Karen Kruse Thomas, Staff Historian at JHU Bloomberg School of Public Health, PhD, University of North Carolina at Chapel Hill
Thursday, April 5, 2018
3 - 4 PM
Darlington Hall, Room 228
Karen Kruse Thomas, author of Health and Humanity: A History of the Johns Hopkins Bloomberg School of Public Health, 1935–1985, will outline the development of one of the key fields in the fight against epidemics – the field of public health. This national movement had a local flavor in Maryland, with the founding of the first and largest school of public health at Johns Hopkins.
Marlene Cimons, Adjunct Lecturer, Philip Merrill College of Journalism, U of M, PhD, University of Maryland
Thursday, April 12, 2018
12:30 - 1:30 PM
As a story develops, journalists sift information of varying reliability, balancing the public’s growing need to know with their own responsibility not to misrepresent the truth. Where news of health, policy, and medicine are concerned, this balancing act is even more crucial, for nothing stokes public panic like a health scare. For more than thirty years, starting with the AIDs epidemic in the 1980s, Marlene Cimons has been performing this balancing act.
Ellouise Schoettler, Spoken Word Artist
Thursday, April 19
Student Center, Room 243
Ellouise Schoettler’s Ready to Serve is the second in a trio of shows about World War I. It follows a group of professional nurses who graduated from Johns Hopkins and went abroad with the US Army to serve in France from 1917 to 1919. Her stories of the hardships they faced are based on their real letters; she was able to comb through both the Hopkins Archives and the Library of Congress to piece together their everyday life serving in the field.
Discussion led by Scott West, Assistant Professor of English, HCC, M.F.A., University of Baltimore
Thursday, April 25, 2018
11:00 - 12:30 PM
Miranda lives by herself in a rooming house in the state capital and makes a living writing theatre reviews, spending her free time with a soldier from her rooming house. It would be lovely, if not for pushy Liberty Bond salesmen, the soldier’s looming deployment to France, and all those flu ambulances and funeral processions disturbing their idyll… Join us for a discussion of Katherine Anne Porter’s short novel Pale Horse, Pale Rider.
Elizabeth Mosser, Assistant Professor of Psychology, HCC, M.A., Ohio State University
Tuesday, May 1, 2018
12:30 - 1:30 PM
Why does that person who coughs all the time annoy us so much?
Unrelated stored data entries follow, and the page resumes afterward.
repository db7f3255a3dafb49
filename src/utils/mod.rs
pub mod logging;

pub use logging::init_logging;
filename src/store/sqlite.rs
use std::{
    path::{Path, PathBuf},
    sync::Mutex,
};

use anyhow::{anyhow, bail, Context, Result};
use chrono::Utc;
use log::{error, info};
use rusqlite::{params, Connection, OptionalExtension};

use super::KeyValueBackend;

/// Stored in the `user_version` pragma once the key/value table exists.
const SCHEMA_VERSION: i32 = 1;

/// Key/value table in a SQLite file. Opened once, shared behind a mutex.
pub struct SqliteBackend {
    conn: Mutex<Connection>,
    db_path: Option<PathBuf>,
}

impl SqliteBackend {
    pub fn open(db_path: PathBuf) -> Result<Self> {
        if let Some(parent) = db_path.parent() {
            std::fs::create_dir_all(parent).with_context(|| {
                format!("failed to create storage directory {}", parent.display())
            })?;
        }

        let conn = Connection::open(&db_path).context("failed to open SQLite storage")?;
        if let Err(err) = conn.pragma_update(None, "journal_mode", "WAL") {
            error!("Failed to enable WAL mode: {err}");
        }

        let backend = Self::with_connection(conn, Some(db_path))?;
        if let Some(path) = backend.path() {
            info!("Storage initialized at {}", path.display());
        }
        Ok(backend)
    }

    pub fn open_in_memory() -> Result<Self> {
        let conn =
            Connection::open_in_memory().context("failed to open in-memory SQLite storage")?;
        Self::with_connection(conn, None)
    }

    fn with_connection(conn: Connection, db_path: Option<PathBuf>) -> Result<Self> {
        ensure_schema(&conn)?;
        Ok(Self {
            conn: Mutex::new(conn),
            db_path,
        })
    }

    pub fn path(&self) -> Option<&Path> {
        self.db_path.as_deref()
    }
}

/// Creates the table on a fresh file. A file written by a newer build is refused
/// rather than read with the wrong layout.
fn ensure_schema(conn: &Connection) -> Result<()> {
    let version: i32 = conn
        .pragma_query_value(None, "user_version", |row| row.get(0))
        .context("failed to read user_version pragma")?;

    match version {
        SCHEMA_VERSION => Ok(()),
        0 => conn
            .execute_batch(&format!(
                "BEGIN;\n{}\nPRAGMA user_version = {SCHEMA_VERSION};\nCOMMIT;",
                include_str!("schemas/schema_v1.sql")
            ))
            .context("failed to create storage schema"),
        newer => bail!("storage version {newer} is newer than supported ({SCHEMA_VERSION})"),
    }
}

impl KeyValueBackend for SqliteBackend {
    fn read(&self, key: &str) -> Result<Option<String>> {
        let conn = self
            .conn
            .lock()
            .map_err(|_| anyhow!("storage connection lock poisoned"))?;
        conn.query_row(
            "SELECT value FROM kv_store WHERE key = ?1",
            params![key],
            |row| row.get::<_, String>(0),
        )
        .optional()
        .with_context(|| format!("failed to read {key}"))
    }

    fn write(&self, key: &str, value: &str) -> Result<()> {
        let conn = self
            .conn
            .lock()
            .map_err(|_| anyhow!("storage connection lock poisoned"))?;
        conn.execute(
            "INSERT INTO kv_store (key, value, updated_at)
             VALUES (?1, ?2, ?3)
             ON CONFLICT(key) DO UPDATE SET value = excluded.value, updated_at = excluded.updated_at",
            params![key, value, Utc::now().to_rfc3339()],
        )
        .with_context(|| format!("failed to write {key}"))?;
        Ok(())
    }
}
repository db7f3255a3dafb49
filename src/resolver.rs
use crate::geometry::NormalizedPoint;
use crate::models::Target;

/// Tolerance added on every side of a detected box, in scene units (7.5% of the scale).
/// Stylized cats often spill past the box detection drew around them.
pub const HIT_PADDING: f64 = 75.0;

#[derive(Debug, Clone, PartialEq, Eq)]
pub enum Resolution {
    Hit { target_id: String },
    Miss,
}

pub fn resolve_hit<'a, I>(point: NormalizedPoint, candidates: I) -> Resolution
where
    I: IntoIterator<Item = &'a Target>,
{
    resolve_hit_with_padding(point, candidates, HIT_PADDING)
}

/// Among candidates whose padded region contains `point`, picks the one whose
/// stored center is nearest. Exact distance ties go to the earliest candidate.
/// Found targets are skipped.
pub fn resolve_hit_with_padding<'a, I>(
    point: NormalizedPoint,
    candidates: I,
    padding: f64,
) -> Resolution
where
    I: IntoIterator<Item = &'a Target>,
{
    let mut best: Option<(&Target, f64)> = None;

    for target in candidates {
        if target.found || !target.region.contains_padded(point, padding) {
            continue;
        }
        let distance = point.distance_to(target.center);
        match best {
            Some((_, best_distance)) if distance >= best_distance => {}
            _ => best = Some((target, distance)),
        }
    }

    match best {
        Some((target, _)) => Resolution::Hit {
            target_id: target.id.clone(),
        },
        None => Resolution::Miss,
    }
}
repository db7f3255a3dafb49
use thiserror::Error;

use crate::game::{GamePhase, SessionToken};

#[derive(Error, Debug, Clone, PartialEq, Eq)]
pub enum GameError {
    /// Image provider failed, was unreachable, or returned bytes that are not an image.
    #[error("Image generation failed: {0}")]
    Generation(String),

    /// Detection failed, returned unparseable data, or found no cats.
    #[error("Cat detection failed: {0}")]
    Detection(String),

    #[error("Request rejected: {0}")]
    InputRejected(#[from] RejectReason),

    /// A provider result arrived for a session that has since been abandoned or replaced.
    #[error("Session {0} was superseded before its result arrived")]
    Superseded(SessionToken),
}

/// Requests the state machine declines without changing state.
#[derive(Error, Debug, Clone, PartialEq, Eq)]
pub enum RejectReason {
    #[error("free games used up ({played}/{quota})")]
    QuotaExhausted { played: u32, quota: u32 },

    #[error("no hints left")]
    NoHintsLeft,

    #[error("every cat is already found")]
    NothingToHint,

    #[error("cannot {action} while {phase:?}")]
    InvalidPhase {
        phase: GamePhase,
        action: &'static str,
    },

    #[error("player name is empty")]
    EmptyPlayerName,

    #[error("score already submitted")]
    AlreadySubmitted,
}

pub type GameResult<T> = Result<T, GameError>;
use std::time::Duration;

use crate::game::SessionToken;

use super::{ScheduledTimer, Scheduler, TimerId, TimerKind};

#[derive(Debug, Clone)]
struct Pending {
    due: Duration,
    timer: ScheduledTimer,
}

/// Virtual-clock scheduler. Nothing fires until the owner advances time.
#[derive(Debug, Default)]
pub struct ManualScheduler {
    now: Duration,
    next_id: u64,
    pending: Vec<Pending>,
}

impl ManualScheduler {
    pub fn new() -> Self {
        Self::default()
    }

    /// Virtual time elapsed since construction.
    pub fn now(&self) -> Duration {
        self.now
    }

    pub fn pending_count(&self) -> usize {
        self.pending.len()
    }

    pub fn is_armed(&self, kind: TimerKind) -> bool {
        self.pending.iter().any(|pending| pending.timer.kind == kind)
    }

    /// Removes and returns the earliest timer due at or before `deadline`,
    /// moving the clock to its due time. Ties fire in arming order.
    pub fn pop_due(&mut self, deadline: Duration) -> Option<ScheduledTimer> {
        let index = self
            .pending
            .iter()
            .enumerate()
            .filter(|(_, pending)| pending.due <= deadline)
            .min_by_key(|(_, pending)| (pending.due, pending.timer.id))
            .map(|(index, _)| index)?;

        let pending = self.pending.remove(index);
        self.now = self.now.max(pending.due);
        Some(pending.timer)
    }

    /// Moves the clock forward without firing anything.
    pub fn set_now(&mut self, now: Duration) {
        self.now = self.now.max(now);
    }
}

impl Scheduler for ManualScheduler {
    fn arm(&mut self, delay: Duration, token: SessionToken, kind: TimerKind) -> TimerId {
        self.next_id += 1;
        let id = TimerId(self.next_id);
        self.pending.push(Pending {
            due: self.now + delay,
            timer: ScheduledTimer { id, token, kind },
        });
        id
    }

    fn cancel(&mut self, id: TimerId) {
        self.pending.retain(|pending| pending.timer.id != id);
    }
}
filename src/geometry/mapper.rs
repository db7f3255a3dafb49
//! Pointer → scene coordinate mapping for an image rendered with
//! `object-fit: contain` semantics.
//!
//! The rendered image is the largest rectangle with the image's aspect ratio
//! that fits the container, centered. Whatever is left over on one axis is
//! blank margin (pillarbox bars left/right, letterbox bars top/bottom) and
//! pointer events landing there map to [`PointerMapping::OutOfBounds`].

use serde::{Deserialize, Serialize};

use super::region::SCENE_SCALE;

/// Point on the fixed 0–1000 scene scale.
#[derive(Debug, Clone, Copy, PartialEq, Serialize, Deserialize)]
pub struct NormalizedPoint {
    pub x: f64,
    pub y: f64,
}

impl NormalizedPoint {
    pub fn new(x: f64, y: f64) -> Self {
        Self { x, y }
    }

    pub fn distance_to(&self, other: NormalizedPoint) -> f64 {
        (self.x - other.x).hypot(self.y - other.y)
    }
}

/// The element's bounding rectangle in the same pixel space as pointer events.
#[derive(Debug, Clone, Copy, PartialEq, Serialize, Deserialize)]
pub struct ContainerRect {
    pub left: f64,
    pub top: f64,
    pub width: f64,
    pub height: f64,
}

impl ContainerRect {
    pub fn new(left: f64, top: f64, width: f64, height: f64) -> Self {
        Self {
            left,
            top,
            width,
            height,
        }
    }
}

/// Where the image content actually lands inside the container,
/// in container-local pixels.
#[derive(Debug, Clone, Copy, PartialEq)]
pub struct RenderedArea {
    pub offset_x: f64,
    pub offset_y: f64,
    pub width: f64,
    pub height: f64,
}

#[derive(Debug, Clone, Copy, PartialEq)]
pub enum PointerMapping {
    Inside(NormalizedPoint),
    /// Pointer is in the blank margin or outside the container; callers
    /// treat this as neither a hit nor a miss.
    OutOfBounds,
}

impl PointerMapping {
    pub fn point(self) -> Option<NormalizedPoint> {
        match self {
            PointerMapping::Inside(point) => Some(point),
            PointerMapping::OutOfBounds => None,
        }
    }
}

/// Computes the contain-fit rectangle. Returns `None` for degenerate geometry.
pub fn fit_contain(
    container: &ContainerRect,
    natural_width: u32,
    natural_height: u32,
) -> Option<RenderedArea> {
    if natural_width == 0
        || natural_height == 0
        || !(container.width > 0.0)
        || !(container.height > 0.0)
    {
        return None;
    }

    let natural_ratio = f64::from(natural_width) / f64::from(natural_height);
    let display_ratio = container.width / container.height;

    let area = if display_ratio > natural_ratio {
        let height = container.height;
        let width = height * natural_ratio;
        RenderedArea {
            offset_x: (container.width - width) / 2.0,
            offset_y: 0.0,
            width,
            height,
        }
    } else {
        let width = container.width;
        let height = width / natural_ratio;
        RenderedArea {
            offset_x: 0.0,
            offset_y: (container.height - height) / 2.0,
            width,
            height,
        }
    };

    Some(area)
}

/// Recomputed from scratch on every call; nothing about the container is cached
/// because it may have been resized since the previous event.
pub fn map_pointer_to_scene(
    pointer_x: f64,
    pointer_y: f64,
    container: &ContainerRect,
    natural_width: u32,
    natural_height: u32,
) -> PointerMapping {
    let Some(area) = fit_contain(container, natural_width, natural_height) else {
        log::debug!(
            "ignoring pointer on degenerate geometry {container:?} ({natural_width}x{natural_height})"
        );
        return PointerMapping::OutOfBounds;
    };

    let local_x = pointer_x - container.left;
    let local_y = pointer_y - container.top;

    // Range checks are false for NaN, so non-finite pointers land here too.
    let inside_x = (area.offset_x..=area.offset_x + area.width).contains(&local_x);
    let inside_y = (area.offset_y..=area.offset_y + area.height).contains(&local_y);
    if !(inside_x && inside_y) {
        return PointerMapping::OutOfBounds;
    }

    let norm_x = (local_x - area.offset_x) / area.width * SCENE_SCALE;
    let norm_y = (local_y - area.offset_y) / area.height * SCENE_SCALE;

    PointerMapping::Inside(NormalizedPoint::new(
        norm_x.clamp(0.0, SCENE_SCALE),
        norm_y.clamp(0.0, SCENE_SCALE),
    ))
}

#[cfg(test)]
mod tests {
    use super::*;

    fn assert_close(point: NormalizedPoint, x: f64, y: f64) {
        assert!(
            (point.x - x).abs() < 1e-9 && (point.y - y).abs() < 1e-9,
            "expected ({x}, {y}), got {point:?}"
        );
    }

    #[test]
    fn wide_container_is_pillarboxed() {
        // 4:3 image in a 1000x300 box renders 400x300 with 300px bars each side.
        let rect = ContainerRect::new(0.0, 0.0, 1000.0, 300.0);
        let area = fit_contain(&rect, 800, 600).unwrap();
        assert_eq!(area.width, 400.0);
        assert_eq!(area.height, 300.0);
        assert_eq!(area.offset_x, 300.0);
        assert_eq!(area.offset_y, 0.0);
    }

    #[test]
    fn tall_container_is_letterboxed() {
        let rect = ContainerRect::new(0.0, 0.0, 400.0, 900.0);
        let area = fit_contain(&rect, 800, 600).unwrap();
        assert_eq!(area.width, 400.0);
        assert_eq!(area.height, 300.0);
        assert_eq!(area.offset_x, 0.0);
        assert_eq!(area.offset_y, 300.0);
    }

    #[test]
    fn center_of_rendered_image_maps_to_scene_center() {
        let rect = ContainerRect::new(20.0, 40.0, 1000.0, 300.0);
        let mapped = map_pointer_to_scene(520.0, 190.0, &rect, 800, 600);
        assert_close(mapped.point().unwrap(), 500.0, 500.0);
    }

    #[test]
    fn clicks_in_the_bars_are_out_of_bounds() {
        let rect = ContainerRect::new(0.0, 0.0, 1000.0, 300.0);
        assert_eq!(
            map_pointer_to_scene(150.0, 150.0, &rect, 800, 600),
            PointerMapping::OutOfBounds
        );
        assert_eq!(
            map_pointer_to_scene(701.0, 150.0, &rect, 800, 600),
            PointerMapping::OutOfBounds
        );

        let tall = ContainerRect::new(0.0, 0.0, 400.0, 900.0);
        assert_eq!(
            map_pointer_to_scene(200.0, 100.0, &tall, 800, 600),
            PointerMapping::OutOfBounds
        );
    }

    #[test]
    fn rendered_edges_are_inclusive() {
        let rect = ContainerRect::new(0.0, 0.0, 1000.0, 300.0);
        assert_close(
            map_pointer_to_scene(300.0, 0.0, &rect, 800, 600).point().unwrap(),
            0.0,
            0.0,
        );
        assert_close(
            map_pointer_to_scene(700.0, 300.0, &rect, 800, 600).point().unwrap(),
            1000.0,
            1000.0,
        );
    }

    #[test]
    fn non_finite_pointers_are_out_of_bounds() {
        let rect = ContainerRect::new(0.0, 0.0, 100.0, 100.0);
        for (x, y) in [
            (f64::NAN, 50.0),
            (50.0, f64::NAN),
            (f64::INFINITY, 50.0),
            (50.0, f64::NEG_INFINITY),
        ] {
            assert_eq!(
                map_pointer_to_scene(x, y, &rect, 10, 10),
                PointerMapping::OutOfBounds,
                "({x}, {y})"
            );
        }

        let drifting = ContainerRect::new(f64::NAN, 0.0, 100.0, 100.0);
        assert_eq!(
            map_pointer_to_scene(50.0, 50.0, &drifting, 10, 10),
            PointerMapping::OutOfBounds
        );
    }

    #[test]
    fn degenerate_geometry_never_maps() {
        let rect = ContainerRect::new(0.0, 0.0, 0.0, 300.0);
        assert_eq!(
            map_pointer_to_scene(0.0, 0.0, &rect, 800, 600),
            PointerMapping::OutOfBounds
        );
        let rect = ContainerRect::new(0.0, 0.0, 300.0, 300.0);
        assert_eq!(
            map_pointer_to_scene(10.0, 10.0, &rect, 0, 600),
            PointerMapping::OutOfBounds
        );
    }
}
Why do we fear Ebola so much more than influenza? While our attitudes toward the sick may seem very individual and based in personal experience, psychological studies reveal how we as a society react to the apparent threat of infectious disease, and researchers have interesting theories about why we may react the way we do. Psychology professor and exhibit co-curator Elizabeth Mosser will demonstrate some of our psychological quirks in the realm of health, both individual and public.